Start of DATA SHOWN

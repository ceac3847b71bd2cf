use std::fmt;
use std::sync::Arc;
use std::time::{Duration, Instant};

use deadpool::managed::Pool;
use derive_more::{Deref, DerefMut};
use diesel_async::pooled_connection::AsyncDieselConnectionManager;

use crate::{
    ConnectionPool, PgConfig, PgError, PgResult, PooledConnection, TRACING_TARGET_CONNECTION,
};

/// Database client owning the connection pool.
///
/// Cheap to clone; all clones share the same pool.
#[derive(Clone)]
pub struct PgClient {
    inner: Arc<PgClientInner>,
}

struct PgClientInner {
    pool: ConnectionPool,
    config: PgConfig,
}

impl PgClient {
    /// Creates a new database client with the provided configuration.
    ///
    /// Connections are established lazily, the first one on the first
    /// [`PgClient::get_connection`] call.
    #[tracing::instrument(
        skip(config),
        target = TRACING_TARGET_CONNECTION,
        fields(database_url = %config.database_url_masked())
    )]
    pub fn new(config: PgConfig) -> PgResult<Self> {
        tracing::info!(target: TRACING_TARGET_CONNECTION, "Initializing database client");

        let manager = AsyncDieselConnectionManager::new(&config.postgres_url);
        let pool = Pool::builder(manager)
            .max_size(config.postgres_max_connections as usize)
            .wait_timeout(config.connection_timeout())
            .create_timeout(config.connection_timeout())
            .recycle_timeout(config.idle_timeout())
            .runtime(deadpool::Runtime::Tokio1)
            .build()
            .map_err(|e| {
                tracing::error!(target: TRACING_TARGET_CONNECTION, error = %e, "Failed to create connection pool");
                PgError::Unexpected(format!("Failed to build connection pool: {}", e).into())
            })?;

        Ok(Self {
            inner: Arc::new(PgClientInner { pool, config }),
        })
    }

    /// Gets a connection from the pool.
    ///
    /// Waits up to the configured timeout for an available connection.
    #[tracing::instrument(skip(self), target = TRACING_TARGET_CONNECTION)]
    pub async fn get_connection(&self) -> PgResult<PgConn> {
        let start = Instant::now();
        let conn = self.get_pooled_connection().await.inspect_err(|e| {
            tracing::error!(
                target: TRACING_TARGET_CONNECTION,
                error = %e,
                elapsed = ?start.elapsed(),
                "Failed to acquire connection from pool"
            );
        })?;

        let elapsed = start.elapsed();
        if elapsed > Duration::from_millis(100) {
            tracing::warn!(
                target: TRACING_TARGET_CONNECTION,
                elapsed = ?elapsed,
                "Connection acquisition took longer than expected"
            );
        }

        tracing::debug!(target: TRACING_TARGET_CONNECTION, elapsed = ?elapsed, "Connection acquired");
        Ok(PgConn::new(conn))
    }

    /// Gets a raw pooled connection, used by the migration runner.
    pub(crate) async fn get_pooled_connection(&self) -> PgResult<PooledConnection> {
        self.inner.pool.get().await.map_err(PgError::from)
    }

    /// Gets the database configuration used by this client.
    #[inline]
    pub fn config(&self) -> &PgConfig {
        &self.inner.config
    }
}

impl fmt::Debug for PgClient {
    fn fmt(&self, f: &mut fmt::Formatter<'_>) -> fmt::Result {
        let status = self.inner.pool.status();
        f.debug_struct("PgClient")
            .field("database_url", &self.inner.config.database_url_masked())
            .field("pool_max_size", &status.max_size)
            .field("pool_size", &status.size)
            .field("pool_available", &status.available)
            .field("pool_waiting", &status.waiting)
            .finish()
    }
}

/// A pooled database connection.
///
/// Derefs to [`AsyncPgConnection`] so every repository trait in
/// [`query`] is callable on it. Returned to the pool on drop.
///
/// ```ignore
/// let mut conn = pg_client.get_connection().await?;
/// let user = conn.find_user_by_id(user_id).await?;
/// ```
///
/// [`AsyncPgConnection`]: crate::PgConnection
/// [`query`]: crate::query
#[derive(Deref, DerefMut)]
pub struct PgConn {
    #[deref]
    #[deref_mut]
    conn: PooledConnection,
}

impl PgConn {
    /// Wraps a pooled connection.
    pub fn new(conn: PooledConnection) -> Self {
        Self { conn }
    }
}

impl fmt::Debug for PgConn {
    fn fmt(&self, f: &mut fmt::Formatter<'_>) -> fmt::Result {
        f.debug_struct("PgConn").finish_non_exhaustive()
    }
}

End of DATA SHOWN

#### [WHAT THE TASK ASKS]
Across the whole listing above, report each line that includes "PooledConnection".

#### [ANSWER SPACE]
    ConnectionPool, PgConfig, PgError, PgResult, PooledConnection, TRACING_TARGET_CONNECTION,
    pub(crate) async fn get_pooled_connection(&self) -> PgResult<PooledConnection> {
    conn: PooledConnection,
    pub fn new(conn: PooledConnection) -> Self {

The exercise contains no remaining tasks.